What to produce. Each line of the entries that contains the word "filename" adds one. Reply with the resulting number only.

Data entries:
========================================================================

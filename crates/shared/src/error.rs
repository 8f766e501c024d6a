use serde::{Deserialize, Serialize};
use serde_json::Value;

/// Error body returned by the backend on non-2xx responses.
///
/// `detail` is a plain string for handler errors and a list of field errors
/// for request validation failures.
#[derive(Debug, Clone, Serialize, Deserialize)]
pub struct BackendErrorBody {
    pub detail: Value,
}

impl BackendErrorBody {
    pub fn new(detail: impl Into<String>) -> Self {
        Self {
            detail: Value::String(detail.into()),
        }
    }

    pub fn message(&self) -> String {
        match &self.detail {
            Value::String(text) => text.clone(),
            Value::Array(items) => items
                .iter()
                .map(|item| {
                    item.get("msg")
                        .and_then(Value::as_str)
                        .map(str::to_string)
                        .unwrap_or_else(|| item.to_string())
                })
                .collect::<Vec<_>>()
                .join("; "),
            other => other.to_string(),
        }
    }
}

========================================================================

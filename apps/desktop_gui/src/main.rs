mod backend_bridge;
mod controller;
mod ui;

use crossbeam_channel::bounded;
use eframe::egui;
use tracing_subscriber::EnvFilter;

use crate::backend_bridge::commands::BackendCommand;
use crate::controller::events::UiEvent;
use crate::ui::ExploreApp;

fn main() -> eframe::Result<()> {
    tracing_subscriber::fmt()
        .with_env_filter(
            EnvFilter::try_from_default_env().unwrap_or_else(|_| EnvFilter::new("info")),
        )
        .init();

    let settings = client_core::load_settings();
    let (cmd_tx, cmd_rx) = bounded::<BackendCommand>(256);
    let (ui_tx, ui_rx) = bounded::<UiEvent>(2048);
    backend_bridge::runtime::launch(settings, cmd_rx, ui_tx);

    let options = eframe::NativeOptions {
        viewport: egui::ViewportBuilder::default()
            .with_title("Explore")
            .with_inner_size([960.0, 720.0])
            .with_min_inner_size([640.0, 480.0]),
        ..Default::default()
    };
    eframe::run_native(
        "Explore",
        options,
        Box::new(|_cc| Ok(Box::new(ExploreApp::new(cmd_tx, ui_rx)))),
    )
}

========================================================================

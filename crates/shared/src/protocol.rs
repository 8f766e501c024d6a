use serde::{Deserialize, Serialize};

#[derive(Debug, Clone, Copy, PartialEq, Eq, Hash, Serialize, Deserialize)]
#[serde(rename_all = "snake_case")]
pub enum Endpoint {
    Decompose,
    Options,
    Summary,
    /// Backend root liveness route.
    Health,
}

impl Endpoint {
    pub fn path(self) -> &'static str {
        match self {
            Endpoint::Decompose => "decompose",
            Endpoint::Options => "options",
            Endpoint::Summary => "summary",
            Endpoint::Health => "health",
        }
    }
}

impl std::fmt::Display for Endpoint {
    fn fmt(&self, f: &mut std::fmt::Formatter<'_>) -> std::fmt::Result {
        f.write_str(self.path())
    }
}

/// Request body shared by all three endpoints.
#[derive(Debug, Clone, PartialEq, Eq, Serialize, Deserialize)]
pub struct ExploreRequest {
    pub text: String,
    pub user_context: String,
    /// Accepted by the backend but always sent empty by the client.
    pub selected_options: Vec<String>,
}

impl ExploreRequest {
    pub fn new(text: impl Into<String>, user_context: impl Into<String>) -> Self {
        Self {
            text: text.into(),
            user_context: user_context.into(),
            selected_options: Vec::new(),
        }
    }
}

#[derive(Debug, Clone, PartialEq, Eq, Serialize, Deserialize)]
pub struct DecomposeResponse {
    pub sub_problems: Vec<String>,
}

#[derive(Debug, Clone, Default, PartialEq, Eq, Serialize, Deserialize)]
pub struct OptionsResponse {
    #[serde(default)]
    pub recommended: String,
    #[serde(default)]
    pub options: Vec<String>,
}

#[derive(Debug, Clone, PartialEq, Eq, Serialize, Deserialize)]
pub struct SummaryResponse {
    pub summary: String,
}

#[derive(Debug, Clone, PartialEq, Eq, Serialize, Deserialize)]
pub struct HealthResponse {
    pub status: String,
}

========================================================================

Written solution. 3